> **Task brief**
Restate word for word every line from the top of the data below down through the line that holds "pixel on screen".

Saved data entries
════════════════

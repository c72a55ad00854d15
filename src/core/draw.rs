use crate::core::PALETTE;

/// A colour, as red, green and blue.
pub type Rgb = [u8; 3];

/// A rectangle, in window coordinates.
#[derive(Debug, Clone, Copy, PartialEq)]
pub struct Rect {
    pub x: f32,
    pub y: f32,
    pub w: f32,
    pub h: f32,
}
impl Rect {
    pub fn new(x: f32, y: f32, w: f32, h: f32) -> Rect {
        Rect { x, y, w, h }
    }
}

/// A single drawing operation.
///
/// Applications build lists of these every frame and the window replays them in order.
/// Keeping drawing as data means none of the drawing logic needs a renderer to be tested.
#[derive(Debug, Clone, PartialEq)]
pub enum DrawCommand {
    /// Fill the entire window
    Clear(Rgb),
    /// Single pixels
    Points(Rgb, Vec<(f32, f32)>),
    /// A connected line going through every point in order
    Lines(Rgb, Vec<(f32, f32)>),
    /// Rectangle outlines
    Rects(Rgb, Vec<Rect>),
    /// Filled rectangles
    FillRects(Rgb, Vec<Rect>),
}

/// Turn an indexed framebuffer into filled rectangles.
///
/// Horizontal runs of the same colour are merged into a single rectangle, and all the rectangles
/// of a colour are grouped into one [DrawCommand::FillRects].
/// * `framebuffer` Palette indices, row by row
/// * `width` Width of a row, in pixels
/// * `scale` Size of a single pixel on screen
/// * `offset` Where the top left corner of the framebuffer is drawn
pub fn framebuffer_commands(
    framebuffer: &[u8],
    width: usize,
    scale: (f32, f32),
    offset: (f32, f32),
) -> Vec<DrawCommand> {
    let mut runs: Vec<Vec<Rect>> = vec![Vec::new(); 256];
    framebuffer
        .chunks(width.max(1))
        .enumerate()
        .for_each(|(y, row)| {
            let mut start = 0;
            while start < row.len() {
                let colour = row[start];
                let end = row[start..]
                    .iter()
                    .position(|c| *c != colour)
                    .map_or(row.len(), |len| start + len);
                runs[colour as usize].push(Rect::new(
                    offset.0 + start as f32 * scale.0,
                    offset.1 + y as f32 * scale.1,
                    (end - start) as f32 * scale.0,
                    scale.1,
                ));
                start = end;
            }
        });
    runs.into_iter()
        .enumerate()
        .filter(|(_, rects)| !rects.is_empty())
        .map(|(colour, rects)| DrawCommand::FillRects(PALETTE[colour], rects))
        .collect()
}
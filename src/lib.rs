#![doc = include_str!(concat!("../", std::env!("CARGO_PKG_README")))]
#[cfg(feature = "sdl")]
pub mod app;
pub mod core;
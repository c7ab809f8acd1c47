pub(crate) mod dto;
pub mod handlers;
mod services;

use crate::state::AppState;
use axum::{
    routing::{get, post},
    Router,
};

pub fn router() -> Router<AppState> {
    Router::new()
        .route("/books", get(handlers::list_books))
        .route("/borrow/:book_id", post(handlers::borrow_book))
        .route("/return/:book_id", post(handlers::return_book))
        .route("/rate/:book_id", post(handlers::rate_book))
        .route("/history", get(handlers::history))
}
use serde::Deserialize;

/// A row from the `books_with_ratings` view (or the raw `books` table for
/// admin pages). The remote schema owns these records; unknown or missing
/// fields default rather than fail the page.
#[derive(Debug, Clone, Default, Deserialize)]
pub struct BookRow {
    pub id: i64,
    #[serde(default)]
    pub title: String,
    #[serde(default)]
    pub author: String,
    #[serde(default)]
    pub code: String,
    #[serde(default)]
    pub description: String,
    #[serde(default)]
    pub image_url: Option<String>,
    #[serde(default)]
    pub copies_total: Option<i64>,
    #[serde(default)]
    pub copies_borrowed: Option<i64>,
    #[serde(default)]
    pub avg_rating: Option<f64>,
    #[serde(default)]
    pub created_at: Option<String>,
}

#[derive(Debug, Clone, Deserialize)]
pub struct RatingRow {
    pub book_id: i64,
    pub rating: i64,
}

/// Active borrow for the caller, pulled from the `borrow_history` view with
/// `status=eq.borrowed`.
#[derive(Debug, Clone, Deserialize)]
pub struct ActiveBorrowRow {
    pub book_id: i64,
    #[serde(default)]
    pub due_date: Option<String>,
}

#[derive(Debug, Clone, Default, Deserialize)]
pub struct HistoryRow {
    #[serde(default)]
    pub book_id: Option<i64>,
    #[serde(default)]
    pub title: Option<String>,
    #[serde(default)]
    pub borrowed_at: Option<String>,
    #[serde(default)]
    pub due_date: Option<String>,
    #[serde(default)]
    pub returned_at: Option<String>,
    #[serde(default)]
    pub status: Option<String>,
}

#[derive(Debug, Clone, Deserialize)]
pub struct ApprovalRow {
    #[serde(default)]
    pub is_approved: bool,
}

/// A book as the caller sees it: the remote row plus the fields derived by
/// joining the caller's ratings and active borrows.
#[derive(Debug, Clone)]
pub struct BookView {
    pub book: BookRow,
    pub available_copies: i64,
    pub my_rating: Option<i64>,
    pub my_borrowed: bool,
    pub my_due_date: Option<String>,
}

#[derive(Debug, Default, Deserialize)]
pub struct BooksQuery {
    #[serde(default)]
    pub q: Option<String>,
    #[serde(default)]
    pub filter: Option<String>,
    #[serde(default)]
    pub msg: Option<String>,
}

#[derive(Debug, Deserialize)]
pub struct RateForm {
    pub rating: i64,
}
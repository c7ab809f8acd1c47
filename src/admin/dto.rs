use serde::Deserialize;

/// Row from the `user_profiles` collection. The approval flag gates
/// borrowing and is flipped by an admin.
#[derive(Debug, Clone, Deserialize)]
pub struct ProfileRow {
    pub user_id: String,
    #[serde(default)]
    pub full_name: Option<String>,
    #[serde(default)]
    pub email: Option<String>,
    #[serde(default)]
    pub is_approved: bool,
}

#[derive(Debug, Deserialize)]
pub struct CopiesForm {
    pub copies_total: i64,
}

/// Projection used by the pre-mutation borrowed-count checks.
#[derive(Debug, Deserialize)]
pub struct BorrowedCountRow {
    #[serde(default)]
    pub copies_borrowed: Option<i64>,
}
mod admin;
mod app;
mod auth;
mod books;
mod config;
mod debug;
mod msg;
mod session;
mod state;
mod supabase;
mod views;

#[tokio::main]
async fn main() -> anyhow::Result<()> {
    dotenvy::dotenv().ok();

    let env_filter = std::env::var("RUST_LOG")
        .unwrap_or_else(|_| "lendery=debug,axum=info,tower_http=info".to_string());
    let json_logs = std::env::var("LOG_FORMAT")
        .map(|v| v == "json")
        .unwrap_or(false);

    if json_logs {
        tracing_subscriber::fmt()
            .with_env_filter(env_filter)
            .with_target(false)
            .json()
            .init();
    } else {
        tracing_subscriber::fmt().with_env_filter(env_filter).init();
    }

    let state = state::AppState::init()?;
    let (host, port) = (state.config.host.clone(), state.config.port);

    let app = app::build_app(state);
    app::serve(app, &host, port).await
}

════════════════

> **Finished task**
repository c72a55ad00854d15
filename src/core/draw.rs
use crate::core::PALETTE;

/// A colour, as red, green and blue.
pub type Rgb = [u8; 3];

/// A rectangle, in window coordinates.
#[derive(Debug, Clone, Copy, PartialEq)]
pub struct Rect {
    pub x: f32,
    pub y: f32,
    pub w: f32,
    pub h: f32,
}
impl Rect {
    pub fn new(x: f32, y: f32, w: f32, h: f32) -> Rect {
        Rect { x, y, w, h }
    }
}

/// A single drawing operation.
///
/// Applications build lists of these every frame and the window replays them in order.
/// Keeping drawing as data means none of the drawing logic needs a renderer to be tested.
#[derive(Debug, Clone, PartialEq)]
pub enum DrawCommand {
    /// Fill the entire window
    Clear(Rgb),
    /// Single pixels
    Points(Rgb, Vec<(f32, f32)>),
    /// A connected line going through every point in order
    Lines(Rgb, Vec<(f32, f32)>),
    /// Rectangle outlines
    Rects(Rgb, Vec<Rect>),
    /// Filled rectangles
    FillRects(Rgb, Vec<Rect>),
}

/// Turn an indexed framebuffer into filled rectangles.
///
/// Horizontal runs of the same colour are merged into a single rectangle, and all the rectangles
/// of a colour are grouped into one [DrawCommand::FillRects].
/// * `framebuffer` Palette indices, row by row
/// * `width` Width of a row, in pixels
/// * `scale` Size of a single pixel on screen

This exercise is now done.